Mancano Massimo Boldi, la fatalona di turno e le gag a gogo, ma Natale a tutti i costi debutta in concomitanza delle festività di fine anno e soprattutto ha come protagonista Christian De Sica. Insomma, gli elementi per parlare di cinepanettone ci sono, con la differenza che invece di riempire le sale, il prodotto costituisce una delle offerte della piattaforma Netflix.
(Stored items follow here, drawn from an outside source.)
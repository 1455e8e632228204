use std::fmt;

use nalgebra::UnitQuaternion;
use serde::{Deserialize, Serialize};

use crate::layout::RotorLayout;
use crate::state::FlightState;

/// Everything the rendering layer needs for one frame, pushed one-way.
///
/// The renderer owns all lookup and update of its own visual elements; the
/// core never reaches into it.
#[derive(Clone, Debug, PartialEq, Serialize, Deserialize)]
pub struct FrameOutput {
    pub state: FlightState,
    /// Per-rotor power fraction in `[0, 1]`, index-aligned with
    /// `layout.rotors`.
    pub powers: Vec<f64>,
    pub layout: RotorLayout,
    /// Derived rendering attitude; never fed back into the dynamics.
    pub attitude: UnitQuaternion<f64>,
}

impl FrameOutput {
    pub fn readout(&self) -> Readout {
        Readout::from_state(&self.state)
    }

    /// Bar-fill percentages for the per-rotor indicators.
    pub fn power_percents(&self) -> Vec<u8> {
        self.powers.iter().map(|&p| power_percent(p)).collect()
    }
}

/// Fixed-precision text readout of planar position, altitude and yaw.
#[derive(Clone, Copy, Debug, PartialEq, Serialize, Deserialize)]
pub struct Readout {
    pub x: f64,
    pub z: f64,
    /// Relative to the resting clearance, not the raw height.
    pub altitude: f64,
    pub yaw_degrees: f64,
}

impl Readout {
    pub fn from_state(state: &FlightState) -> Self {
        Self {
            x: state.position.x,
            z: state.position.z,
            altitude: state.altitude(),
            yaw_degrees: state.yaw.to_degrees(),
        }
    }
}

impl fmt::Display for Readout {
    fn fmt(&self, f: &mut fmt::Formatter<'_>) -> fmt::Result {
        writeln!(f, "Coordinates: ({:.2}, {:.2})", self.x, self.z)?;
        writeln!(f, "Altitude: {:.2}", self.altitude)?;
        write!(f, "Yaw: {:.1}°", self.yaw_degrees)
    }
}

/// Indicator percentage for one rotor: `round(power * 100)`, clamped first.
pub fn power_percent(power: f64) -> u8 {
    (power.clamp(0., 1.) * 100.).round() as u8
}
use embedded_time::{clock, duration::Microseconds, Clock, ConversionError};

use crate::control::{ControlShaper, IntentSet};
use crate::integrator::KinematicIntegrator;
use crate::layout::{LayoutKind, RotorLayout};
use crate::mixer::{MixerGains, MotorMixer};
use crate::output::FrameOutput;
use crate::state::FlightState;

/// Longest time step fed to one tick, in seconds. Frame stalls are clamped
/// to this, not sub-stepped, bounding the integration error.
pub const MAX_STEP: f64 = 0.033;

/// Simulation clock failure raised by the underlying platform clock.
#[derive(Debug)]
pub enum Error {
    Clock(clock::Error),
    Time(ConversionError),
}

impl From<clock::Error> for Error {
    fn from(clock_error: clock::Error) -> Self {
        Error::Clock(clock_error)
    }
}

impl From<ConversionError> for Error {
    fn from(time_error: ConversionError) -> Self {
        Error::Time(time_error)
    }
}

/// Notification that the active rotor layout was swapped.
#[derive(Clone, Debug, PartialEq)]
pub struct LayoutChanged {
    /// The name as requested, before normalization.
    pub requested: String,
    /// The preset the request resolved to (the default on unknown names).
    pub resolved: LayoutKind,
    pub layout: RotorLayout,
}

/// Observer interface for the non-fatal simulation events.
pub trait SimListener {
    /// The active rotor layout was replaced between ticks.
    fn layout_changed(&mut self, _event: &LayoutChanged) {}

    /// Lateral, longitudinal or yaw input was rejected while resting on the
    /// ground; hosts typically surface a transient operator message.
    fn input_rejected(&mut self) {}
}

/// One logical simulation session: the flight state, the active layout and
/// the components that advance them once per rendering frame.
pub struct Simulator {
    pub state: FlightState,
    layout: RotorLayout,
    layout_kind: LayoutKind,
    pub shaper: ControlShaper,
    pub integrator: KinematicIntegrator,
    pub mixer: MotorMixer,
    listeners: Vec<Box<dyn SimListener>>,
}

impl Default for Simulator {
    fn default() -> Self {
        Self::new(LayoutKind::QuadX)
    }
}

impl Simulator {
    pub fn new(kind: LayoutKind) -> Self {
        let shaper = ControlShaper::default();
        Self {
            state: FlightState::default(),
            layout: kind.layout(),
            layout_kind: kind,
            shaper,
            integrator: KinematicIntegrator::default(),
            mixer: MotorMixer::new(MixerGains::default(), shaper.limits),
            listeners: Vec::new(),
        }
    }

    pub fn layout(&self) -> &RotorLayout {
        &self.layout
    }

    pub fn layout_kind(&self) -> LayoutKind {
        self.layout_kind
    }

    pub fn add_listener(&mut self, listener: Box<dyn SimListener>) {
        self.listeners.push(listener);
    }

    /// Swap the active layout between ticks; no tick ever observes a
    /// half-updated geometry. Unknown names resolve to the default preset.
    pub fn set_layout(&mut self, name: &str) {
        let kind = LayoutKind::resolve(name);
        self.layout = kind.layout();
        self.layout_kind = kind;
        log::debug!("rotor layout set to {}", kind.name());

        let event = LayoutChanged {
            requested: name.to_string(),
            resolved: kind,
            layout: self.layout.clone(),
        };
        for listener in &mut self.listeners {
            listener.layout_changed(&event);
        }
    }

    /// Restore the grounded zero state in a single assignment.
    pub fn reset(&mut self) {
        self.state = FlightState::default();
        log::debug!("flight state reset");
    }

    /// One strictly synchronous pass: shape controls, integrate, mix.
    pub fn step(&mut self, intents: &IntentSet, dt: f64) -> FrameOutput {
        let dt = dt.clamp(0., MAX_STEP);

        let outcome = self.shaper.shape(intents, &mut self.state, dt);
        if outcome.ground_input_rejected {
            log::trace!("planar input rejected on ground contact");
            for listener in &mut self.listeners {
                listener.input_rejected();
            }
        }

        self.integrator.integrate(&mut self.state, dt);
        let powers = self.mixer.mix(&self.state, &self.layout);

        FrameOutput {
            state: self.state,
            powers,
            layout: self.layout.clone(),
            attitude: self.integrator.attitude(&self.state, &self.shaper.limits),
        }
    }
}

/// Drives one simulator step per rendering frame from a monotonic clock.
pub struct SimulationClock<C> {
    clock: C,
    last_us: Option<u32>,
    paused: bool,
}

impl<C> SimulationClock<C>
where
    C: Clock<T = u32>,
{
    pub fn new(clock: C) -> Self {
        Self {
            clock,
            last_us: None,
            paused: false,
        }
    }

    /// Flip the pause state and return the new value.
    pub fn toggle_pause(&mut self) -> bool {
        self.paused = !self.paused;
        self.paused
    }

    pub fn is_paused(&self) -> bool {
        self.paused
    }

    /// Run one frame. Returns `None` while paused; the renderer keeps its
    /// previous frame data.
    pub fn tick(
        &mut self,
        sim: &mut Simulator,
        intents: &IntentSet,
    ) -> Result<Option<FrameOutput>, Error> {
        let now = self.micros_since_epoch()?;
        let dt = match self.last_us {
            Some(last) => now.wrapping_sub(last) as f64 * 1e-6,
            // Nominal step for the very first frame.
            None => MAX_STEP,
        };
        self.last_us = Some(now);

        if self.paused {
            return Ok(None);
        }
        Ok(Some(sim.step(intents, dt)))
    }

    fn micros_since_epoch(&mut self) -> Result<u32, Error> {
        let instant = self.clock.try_now()?;
        Microseconds::try_from(instant.duration_since_epoch())
            .map(|us| us.0)
            .map_err(Into::into)
    }
}
use nalgebra::{UnitQuaternion, Vector3};
use serde::{Deserialize, Serialize};

use crate::control::ControlLimits;
use crate::filter::response_alpha;
use crate::state::{FlightState, GROUND_HEIGHT};

/// Advances the 3-DOF kinematic state: yaw, translational velocity and
/// position, plus the ground-contact clamp.
#[derive(Clone, Copy, Debug, PartialEq, Serialize, Deserialize)]
pub struct KinematicIntegrator {
    /// First-order lerp gain low-passing translational velocity. Visual
    /// smoothing, not a physical drag force.
    pub drag_gain: f64,
    /// Resting height of the body center above the ground plane.
    pub ground_height: f64,
    /// Cosmetic tilt limit in radians for the derived rendering attitude.
    pub max_tilt: f64,
}

impl Default for KinematicIntegrator {
    fn default() -> Self {
        Self {
            drag_gain: 4.,
            ground_height: GROUND_HEIGHT,
            max_tilt: 0.2,
        }
    }
}

impl KinematicIntegrator {
    /// Advance `state` by `dt` seconds.
    pub fn integrate(&self, state: &mut FlightState, dt: f64) {
        state.yaw += state.yaw_rate * dt;

        // Yaw-only body basis; pitch and roll never feed back into the
        // translational dynamics.
        let (sin_yaw, cos_yaw) = state.yaw.sin_cos();
        let left = Vector3::new(cos_yaw, 0., -sin_yaw);
        let forward = Vector3::new(sin_yaw, 0., cos_yaw);

        let desired = left * state.lateral_velocity
            + forward * state.longitudinal_velocity
            + Vector3::y() * state.vertical_velocity;

        state.velocity = state.velocity.lerp(&desired, response_alpha(self.drag_gain, dt));
        state.position += state.velocity * dt;

        if state.position.y <= self.ground_height {
            state.position.y = self.ground_height;
            state.velocity.y = state.velocity.y.max(0.);
            state.on_ground = true;
        } else {
            state.on_ground = false;
        }
    }

    /// Rendering attitude: yaw about world up, then a small pitch and roll
    /// proportional to the velocity fractions. Derived for display only.
    pub fn attitude(&self, state: &FlightState, limits: &ControlLimits) -> UnitQuaternion<f64> {
        let roll = (-limits.roll_command(state.lateral_velocity) * self.max_tilt)
            .clamp(-self.max_tilt, self.max_tilt);
        let pitch = (limits.pitch_command(state.longitudinal_velocity) * self.max_tilt)
            .clamp(-self.max_tilt, self.max_tilt);

        // Pitch about the local right axis, roll about the local forward
        // axis, both after the yaw rotation.
        UnitQuaternion::from_axis_angle(&Vector3::y_axis(), state.yaw)
            * UnitQuaternion::from_axis_angle(&Vector3::x_axis(), pitch)
            * UnitQuaternion::from_axis_angle(&Vector3::z_axis(), roll)
    }
}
Certo, a voler guardare il capello, l’etichetta di cinepanettone probabilmente sta stretta a questa commedia all’italiana, che viaggia tra battute venate di malinconia e altre al limite del trash, come quella pronunciata da De Sica sul vino abruzzese – «Una merda!» – che tanto ha fatto arrabbiare i viticoltori della regione e il loro rappresentanti istituzionali. «Mi scuso per l’equivoco – ha tenuto a precisare Christian – anche se nel trailer non si vede, io poi nel film dico che sto scherzando. Amo l’Abruzzo, ci vado da anni e sarò felice di tornarci per chiarire questo stupido malinteso», ha chiosato.
Vini indigesti a parte, va ricordato che Natale a tutti i costi, liberamente ispirato alla commedia francese Mes Très Chers Enfants, racconta le peripezie di una coppia della media borghesia romana, interpretata dallo stesso De Sica e da Angela Finocchiaro, alle prese con la “sindrome del nido vuoto”. Sì, perché gli adorati figli ultraventenni, Alessandra ed Emilio, ai quali prestano il volto Dharma Mangia Woods e Claudio Colica (del duo Le Coliche) sono andati a vivere ciascuno per conto proprio e di passare il Natale con mamma, papà e una scatenata nonna interpretata da Fioretta Mari, non ne vogliono sapere. Feriti dalla loro indifferenza, i genitori inventano allora una bugia per costringerli a venire a casa: gli fanno credere di aver ereditato sei milioni di euro da un’anziana parente defunta. Allettati dai quattrini, i ragazzi si rifanno vivi, ma a quel punto, si crea una catena di equivoci che rischia di compromettere definitivamente l’equilibrio familiare. Ridendo, ma con moderazione, la storia stigmatizza la tendenza, molto nostrana, a soffocare i figli con eccessivo affetto, mettendo al contempo in risalto il crescente menefreghismo che caratterizza le generazioni dei millennial, cresciute nella bambagia, ma incapaci di restituire quell’amore che probabilmente gli è stato elargito con eccessiva magnanimità.